1-Methyl-4-phenyl-1,2,3,6-tetrahydropyridine-induced acute transient dystonia in monkeys associated with low striatal dopamine.

Unilateral intracarotid infusion of 1-methyl-4-phenyl-1,2,3,6-tetrahydropyridine (MPTP) in baboons produces transient contralateral dystonia lasting 2-3 weeks followed by chronic hemiparkinsonism. We now extend this model to Macaca nemestrina and Macaca fascicularis. MPTP was infused unilaterally into the internal carotid artery of two M. nemestrina and 11 M. fascicularis. Effects were assessed with blinded clinical ratings of dystonia and Parkinsonism; [18F]-6-fluoro-DOPA (FDOPA) positron emission tomography; and postmortem measurements of striatal dopamine content. In two M. nemestrina, MPTP 0.4 mg/kg intracarotid produced acute dystonia within 24 h then chronic Parkinsonism starting 3 weeks later. In three M. fascicularis, MPTP 0.4 mg/kg produced acute dystonia within 3-8 h but two others died from large hemispheric infarcts within 1 day. A much lower dose, MPTP 0.1 mg/kg produced no clinical manifestations (n=1), whereas MPTP 0.25 mg/kg produced consistent transient dystonia and ipsiversive turning within 1-3 days followed by chronic Parkinsonism at 3 weeks (n=5). One week after MPTP, striatal FDOPA uptake decreased an average of 69% in M. nemestrina (0.4 mg/kg); and decreased an average of 70+/-21% in M. fascicularis (0.25 mg/kg). Striatal dopamine was reduced an average 66% in the first day (n=2) during acute dystonia, 98% at 3 days (n=1) and 99%+/-2.3% at 2-4 months (n=5).
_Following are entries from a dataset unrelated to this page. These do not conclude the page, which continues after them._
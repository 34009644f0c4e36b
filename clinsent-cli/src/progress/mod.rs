//! Progress reporting module

use indicatif::{ProgressBar, ProgressStyle};
use std::time::Duration;

/// Progress reporter for file processing
pub struct ProgressReporter {
    progress_bar: Option<ProgressBar>,
    quiet: bool,
}

impl ProgressReporter {
    /// Create a new progress reporter
    pub fn new(quiet: bool) -> Self {
        Self {
            progress_bar: None,
            quiet,
        }
    }

    /// Initialize progress bar for file processing
    ///
    /// A single file gets no bar.
    pub fn init_files(&mut self, total_files: u64) {
        if self.quiet || total_files < 2 {
            return;
        }

        let pb = ProgressBar::new(total_files);
        let style = ProgressStyle::default_bar()
            .template("[{elapsed_precise}] {bar:40.cyan/blue} {pos}/{len} files {msg}")
            .unwrap_or_else(|_| ProgressStyle::default_bar())
            .progress_chars("##-");
        pb.set_style(style);
        pb.enable_steady_tick(Duration::from_millis(100));

        self.progress_bar = Some(pb);
    }

    /// Update progress for a completed file
    pub fn file_completed(&self, filename: &str) {
        if let Some(pb) = &self.progress_bar {
            pb.set_message(format!("Processed: {}", filename));
            pb.inc(1);
        }
    }

    /// Finish progress reporting
    pub fn finish(&self) {
        if let Some(pb) = &self.progress_bar {
            pb.finish_with_message("Complete");
        }
    }
}
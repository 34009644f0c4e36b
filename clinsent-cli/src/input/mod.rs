//! Input handling module

pub mod document_reader;
pub mod glob_resolver;

pub use document_reader::DocumentReader;
pub use glob_resolver::resolve_patterns;
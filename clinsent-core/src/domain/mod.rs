//! Domain layer: tokens, shapes, boundary flags and the classification scan

pub mod boundary;
pub mod classifier;
pub mod sentences;
pub mod shape;
pub mod token;

pub use boundary::BoundaryFlag;
pub use classifier::SentenceClassifier;
pub use sentences::{sentence_spans, Segmentation, SentenceSpan};
pub use shape::word_shape;
pub use token::{Document, LexicalToken, Token};
//! Error handling for the CLI application

use std::fmt;

/// Custom error type for CLI-specific errors
#[derive(Debug)]
pub enum CliError {
    /// File not found or inaccessible
    FileNotFound(String),
    /// Invalid file pattern
    InvalidPattern(String),
    /// Configuration error
    ConfigError(String),
    /// Input file is not a token document
    InvalidDocument(String),
}

impl fmt::Display for CliError {
    fn fmt(&self, f: &mut fmt::Formatter<'_>) -> fmt::Result {
        match self {
            CliError::FileNotFound(path) => write!(f, "File not found: {path}"),
            CliError::InvalidPattern(pattern) => write!(f, "Invalid file pattern: {pattern}"),
            CliError::ConfigError(msg) => write!(f, "Configuration error: {msg}"),
            CliError::InvalidDocument(msg) => write!(f, "Invalid document: {msg}"),
        }
    }
}

impl std::error::Error for CliError {}

/// Result type alias for CLI operations
pub type CliResult<T> = Result<T, anyhow::Error>;
//! Authentication ports: token codec and password hashing.

use serde::{Deserialize, Serialize};
use uuid::Uuid;

/// Marker distinguishing an access token from a refresh token.
#[derive(Debug, Clone, Copy, PartialEq, Eq, Serialize, Deserialize)]
#[serde(rename_all = "snake_case")]
pub enum TokenScope {
    Access,
    Refresh,
}

/// Token verification failures.
///
/// Unlike repository errors these always propagate to the caller with their
/// distinct kind, so the transport layer can answer precisely.
#[derive(Debug, thiserror::Error)]
pub enum TokenError {
    #[error("Invalid token: {0}")]
    Invalid(String),

    #[error("Token expired")]
    Expired,

    #[error("Wrong token scope")]
    WrongScope,
}

/// Password hashing failures (bad parameters or hash encoding).
#[derive(Debug, thiserror::Error)]
pub enum HashError {
    #[error("Hashing error: {0}")]
    Hash(String),
}

/// Issues and verifies signed, time-limited, scoped tokens.
///
/// Verification is pure and synchronous: no shared mutable state, safe from
/// any number of concurrent callers.
pub trait TokenCodec: Send + Sync {
    /// Mint an access token (scope `access`) for an author.
    fn issue_access_token(&self, author_id: Uuid) -> Result<String, TokenError>;

    /// Mint a refresh token (scope `refresh`) for an author.
    fn issue_refresh_token(&self, author_id: Uuid) -> Result<String, TokenError>;

    /// Verify an access token and return its subject.
    fn verify_access_token(&self, token: &str) -> Result<Uuid, TokenError>;

    /// Verify a refresh token and mint a fresh access token for its subject.
    ///
    /// The refresh token itself stays valid until it expires; there is no
    /// revocation list.
    fn rotate_refresh_token(&self, token: &str) -> Result<String, TokenError>;

    /// Lifetime of newly minted access tokens, for `expires_in` responses.
    fn access_token_ttl_seconds(&self) -> i64;
}

/// One-way, salted password hashing.
pub trait PasswordHasher: Send + Sync {
    /// Hash a plain text password.
    fn hash(&self, password: &str) -> Result<String, HashError>;

    /// Check a password against a stored hash. Never errors: a malformed
    /// hash verifies as `false`, same as a wrong password.
    fn verify(&self, password: &str, hash: &str) -> bool;
}
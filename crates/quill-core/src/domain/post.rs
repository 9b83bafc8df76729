use chrono::{DateTime, Utc};
use serde::{Deserialize, Serialize};
use uuid::Uuid;

use super::AuthorSummary;

/// Post entity - a blog post owned by a single author.
///
/// Posts are never physically deleted; `is_deleted` hides them from every
/// read path.
#[derive(Debug, Clone, Serialize, Deserialize)]
pub struct Post {
    pub id: Uuid,
    pub title: String,
    pub text: String,
    pub is_published: bool,
    pub is_deleted: bool,
    pub created_at: DateTime<Utc>,
    pub author_id: Uuid,
}

/// Post projection returned by per-author listings and text updates.
#[derive(Debug, Clone, Serialize, Deserialize)]
pub struct PostSummary {
    pub title: String,
    pub text: String,
    pub is_published: bool,
    pub created_at: DateTime<Utc>,
    pub author_id: Uuid,
}

impl From<Post> for PostSummary {
    fn from(post: Post) -> Self {
        Self {
            title: post.title,
            text: post.text,
            is_published: post.is_published,
            created_at: post.created_at,
            author_id: post.author_id,
        }
    }
}

/// A published post joined with its author's public summary.
#[derive(Debug, Clone, Serialize, Deserialize)]
pub struct PublishedPost {
    pub title: String,
    pub text: String,
    pub is_published: bool,
    pub created_at: DateTime<Utc>,
    pub author: AuthorSummary,
}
M. nemestrina had a clinical response similar to baboons whereas M. fascicularis seemed more sensitive to MPTP. These findings extend the model of MPTP-induced transient dystonia followed by chronic hemiparkinsonism to M. nemestrina and M. fascicularis and demonstrate that the early dystonic phase is accompanied by striatal dopamine deficiency.